The first thing an adviser should do before trying to cultivate referrals is to have a clear idea of the market they serve, says Vince Morris, president of Resources Investment Advisors, a OneDigital company.

“You need to have a defined target market,” Morris says. “You really want to understand what your ideal client looks like. If you are a small market retirement adviser and all of a sudden an auditor brings you a $1 billion plan, you may not have the capabilities to serve that plan.”

The next thing advisers need to understand is that developing referral sources can take years, and there is no one-size-fits-all approach, Cellini says.

“Most advisers think referral sources can be developed quickly,” he says. “In fact, the majority of our referral relationships have taken five to seven years to develop. Most advisers want to see a quick outcome, so they often stop investing in these relationships if they aren’t immediately fruitful, which negates any effort they have put in.”

The next step is knowing where to find referral sources. Cellini says they can be audit firms, certified public accountant (CPA) practices, ERISA [Employee Retirement Income Security Act] attorneys, bankers or property and casualty insurance brokers. With the OneDigital acquisition, Morris now has the benefit of being part of a company that also offers employee benefits and human resources (HR) consulting, so he seeks out referrals through these colleagues.

“We are a one-stop solution, and one-third of our relationships come in through those channels,” he says. “This holistic approach helps us retain clients longer.”

Likewise, Dan Peluse, director of Wintrust Retirement Benefits Advisors, finds referrals through the wealth advisers at his firm. However, he cautions that when working with these referrals, it is important to set realistic expectations among the clients.

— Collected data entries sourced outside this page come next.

//! Driver trait for abstracting platform I/O.
//!
//! The [`Driver`] decouples the runtime from where files come from, where
//! decrypted items go, and how state is presented. The CLI implements it
//! with the file system and the terminal; tests implement it in memory.

use std::{future::Future, path::PathBuf};

use secret_core::{ContentItem, RawFile};

use crate::{CreationWizard, OpenSession};

/// Name and size of a file, known before its contents are read.
#[derive(Debug, Clone, PartialEq, Eq)]
pub struct FileStat {
    /// Name the file will have in the bundle.
    pub name: String,
    /// Size in bytes.
    pub size: u64,
}

/// Platform I/O used by the [`Runtime`](crate::Runtime).
///
/// # Associated Types
///
/// - [`Error`](Driver::Error): Platform-specific error type
pub trait Driver: Send {
    /// Platform-specific error type.
    type Error: std::error::Error + Send + 'static;

    /// Look up names and sizes of files chosen by the user without reading
    /// them.
    ///
    /// Names must match what [`Driver::read_files`] would produce.
    ///
    /// # Errors
    ///
    /// Returns an error if any file cannot be inspected.
    fn stat_files(
        &mut self,
        paths: &[PathBuf],
    ) -> impl Future<Output = Result<Vec<FileStat>, Self::Error>> + Send;

    /// Read files chosen by the user.
    ///
    /// All files are read before any reaches the bundle, so a failed read
    /// leaves the bundle untouched.
    ///
    /// # Errors
    ///
    /// Returns an error if any file cannot be read.
    fn read_files(
        &mut self,
        paths: Vec<PathBuf>,
    ) -> impl Future<Output = Result<Vec<RawFile>, Self::Error>> + Send;

    /// Present the wizard.
    ///
    /// # Errors
    ///
    /// Returns an error if rendering fails.
    fn render_wizard(&mut self, wizard: &CreationWizard) -> Result<(), Self::Error>;

    /// Present the open session.
    ///
    /// # Errors
    ///
    /// Returns an error if rendering fails.
    fn render_open(&mut self, session: &OpenSession) -> Result<(), Self::Error>;

    /// Save a decrypted file or text item.
    ///
    /// # Errors
    ///
    /// Returns an error if the item cannot be written.
    fn save_item(
        &mut self,
        item: &ContentItem,
    ) -> impl Future<Output = Result<(), Self::Error>> + Send;

    /// Present a decrypted link to the user.
    ///
    /// # Errors
    ///
    /// Returns an error if the link cannot be presented.
    fn open_link(&mut self, url: &str) -> Result<(), Self::Error>;
}
impl CreationWizard {
    /// Start a wizard with an empty bundle.
    pub fn new(config: &SecretConfig) -> Self {
        Self {
            step: WizardStep::SelectContent,
            bundle: Bundle::new(config.max_bundle_bytes, config.appearance),
            submit: None,
            tickets: TicketCounter::default(),
            share_base_url: config.share_base_url.clone(),
        }
    }

    /// Active step.
    pub fn step(&self) -> WizardStep {
        self.step
    }

    /// Read-only view of the bundle.
    pub fn bundle(&self) -> &Bundle {
        &self.bundle
    }

    /// Submission progress. `None` outside the Submit step.
    pub fn submit_status(&self) -> Option<&SubmitStatus> {
        self.submit.as_ref()
    }

    /// Whether [`increment`](Self::increment) would move forward.
    pub fn can_advance(&self) -> bool {
        match self.step {
            WizardStep::SelectContent => !self.bundle.is_empty(),
            WizardStep::Options => self.bundle.has_password(),
            WizardStep::Display | WizardStep::Confirm => true,
            WizardStep::Submit | WizardStep::Result => false,
        }
    }

    /// Whether [`decrement`](Self::decrement) would move back.
    pub fn can_retreat(&self) -> bool {
        matches!(self.step, WizardStep::Options | WizardStep::Display | WizardStep::Confirm)
    }

    /// Move forward one step if the guard allows it.
    ///
    /// Leaving Confirm starts the submission.
    pub fn increment(&mut self) -> Vec<WizardAction> {
        if !self.can_advance() {
            tracing::debug!(step = %self.step, "advance blocked by guard");
            return vec![];
        }
        let Some(next) = self.step.next() else {
            return vec![];
        };

        tracing::debug!(from = %self.step, to = %next, "wizard advanced");
        self.step = next;
        if next == WizardStep::Submit {
            return self.start_submit();
        }
        vec![WizardAction::Render]
    }

    /// Move back one step if allowed.
    pub fn decrement(&mut self) -> Vec<WizardAction> {
        if !self.can_retreat() {
            return vec![];
        }
        let Some(prev) = self.step.prev() else {
            return vec![];
        };

        tracing::debug!(from = %self.step, to = %prev, "wizard retreated");
        self.step = prev;
        vec![WizardAction::Render]
    }

    /// Restart a failed submission.
    pub fn retry_submit(&mut self) -> Vec<WizardAction> {
        if self.step != WizardStep::Submit
            || !matches!(self.submit, Some(SubmitStatus::Failed { .. }))
        {
            return vec![];
        }
        self.start_submit()
    }

    /// Apply a pipeline completion.
    ///
    /// Completions with a stale ticket are logged and dropped.
    pub fn handle(&mut self, event: WizardEvent) -> Vec<WizardAction> {
        let ticket = match &event {
            WizardEvent::Sealed { ticket }
            | WizardEvent::Uploaded { ticket, .. }
            | WizardEvent::SubmitFailed { ticket, .. } => *ticket,
        };
        if !self.tickets.is_current(ticket) || self.step != WizardStep::Submit {
            tracing::warn!(%ticket, step = %self.step, "discarding stale submission completion");
            return vec![];
        }

        match event {
            WizardEvent::Sealed { ticket } => {
                if self.submit != Some(SubmitStatus::Encrypting) {
                    return vec![];
                }
                self.submit = Some(SubmitStatus::Uploading);
                vec![WizardAction::Render, WizardAction::Upload { ticket }]
            },
            WizardEvent::Uploaded { secret_id, .. } => {
                tracing::info!(id = %secret_id, "submission complete");
                self.bundle.record_result(secret_id);
                self.submit = None;
                self.tickets.invalidate();
                self.step = WizardStep::Result;
                vec![WizardAction::Render]
            },
            WizardEvent::SubmitFailed { reason, .. } => {
                tracing::warn!(%reason, "submission failed");
                self.submit = Some(SubmitStatus::Failed { reason });
                self.tickets.invalidate();
                vec![WizardAction::Render]
            },
        }
    }

    /// Share link for the submitted secret. `None` before the Result step.
    pub fn share_link(&self) -> Option<String> {
        if self.step != WizardStep::Result {
            return None;
        }
        self.bundle.result_id().map(|id| share_link(&self.share_base_url, id))
    }

    /// Clear the bundle and return to the first step.
    ///
    /// Any in-flight submission is abandoned.
    pub fn reset(&mut self) -> Vec<WizardAction> {
        self.bundle.clear();
        self.submit = None;
        self.tickets.invalidate();
        self.step = WizardStep::SelectContent;
        vec![WizardAction::Render]
    }

    /// Leave the Result step and start over.
    pub fn finish(&mut self) -> Result<Vec<WizardAction>, WizardError> {
        if self.step != WizardStep::Result {
            return Err(WizardError::Unavailable { command: "finish", current: self.step });
        }
        Ok(self.reset())
    }

    /// Add files to the bundle.
    pub fn add_files(&mut self, files: Vec<RawFile>) -> Result<AddReport, WizardError> {
        self.require_step("content", WizardStep::SelectContent)?;
        let report = self.bundle.add_files(files)?;
        if !report.skipped.is_empty() {
            tracing::debug!(skipped = ?report.skipped, "duplicate files skipped");
        }
        Ok(report)
    }

    /// Check that files of these names and sizes would fit, without adding
    /// them. Returns the projected total.
    pub fn check_files<'a>(
        &self,
        files: impl IntoIterator<Item = (&'a str, u64)>,
    ) -> Result<u64, WizardError> {
        self.require_step("content", WizardStep::SelectContent)?;
        Ok(self.bundle.check_batch(files)?)
    }

    /// Add a link or text entry.
    pub fn add_text_or_link(
        &mut self,
        kind: ItemKind,
        title: &str,
        content: &str,
    ) -> Result<(), WizardError> {
        self.require_step("content", WizardStep::SelectContent)?;
        Ok(self.bundle.add_text_or_link(kind, title, content)?)
    }

    /// Remove an item by name.
    pub fn remove_item(&mut self, name: &str) -> Result<ContentItem, WizardError> {
        self.require_step("content", WizardStep::SelectContent)?;
        Ok(self.bundle.remove(name)?)
    }

    /// Set the password.
    pub fn set_password(&mut self, password: impl Into<String>) -> Result<(), WizardError> {
        self.require_step("password", WizardStep::Options)?;
        self.bundle.set_password(password);
        Ok(())
    }

    /// Set the expiration.
    pub fn set_expiration(&mut self, expiration: Expiration) -> Result<(), WizardError> {
        self.require_step("expiration", WizardStep::Options)?;
        self.bundle.set_expiration(expiration);
        Ok(())
    }

    /// Set the view limit. `None` for unlimited.
    pub fn set_view_limit(&mut self, limit: Option<NonZeroU32>) -> Result<(), WizardError> {
        self.require_step("view limit", WizardStep::Options)?;
        self.bundle.set_view_limit(limit);
        Ok(())
    }

    /// Set the title.
    pub fn set_title(&mut self, title: &str) -> Result<(), WizardError> {
        self.require_step("title", WizardStep::Display)?;
        self.bundle.set_title(title);
        Ok(())
    }

    /// Set the description.
    pub fn set_description(&mut self, description: &str) -> Result<(), WizardError> {
        self.require_step("description", WizardStep::Display)?;
        self.bundle.set_description(description);
        Ok(())
    }

    /// Set one theme color.
    pub fn set_theme_color(&mut self, slot: ColorSlot, color: ThemeColor) -> Result<(), WizardError> {
        self.require_step("theme", WizardStep::Display)?;
        self.bundle.set_theme_color(slot, color);
        Ok(())
    }

    fn start_submit(&mut self) -> Vec<WizardAction> {
        let ticket = self.tickets.issue();
        self.submit = Some(SubmitStatus::Encrypting);
        tracing::debug!(%ticket, items = self.bundle.len(), "submission started");
        vec![WizardAction::Render, WizardAction::Submit { ticket }]
    }

    fn require_step(&self, field: &'static str, owner: WizardStep) -> Result<(), WizardError> {
        if self.step == owner {
            return Ok(());
        }
        tracing::warn!(field, %owner, current = %self.step, "edit rejected outside owning step");
        Err(WizardError::WrongStep { field, owner, current: self.step })
    }
}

“One of the challenges we see with wealth adviser relationships is that there is so much overpromising and underdelivering, be it around compensation or the service model,” Peluse says. “You need to set manageable expectations up front.”

Another source for referrals is recordkeepers, says Mike Volo, senior partner at Cammack Retirement Group. He says it is important to establish one’s practice as a thought leader in order to impress and motivate these referral sources. He explains that Cammack Retirement Group issues a newsletter called “Retirement Connection,” that’s specifically designed for the practice’s referral sources, or what it calls “centers of influence.” In it, the firm showcases its thought leadership on pressing issues, summarizes articles or passages where the firm has been quoted in the press and notes upcoming conferences its advisers plan to attend.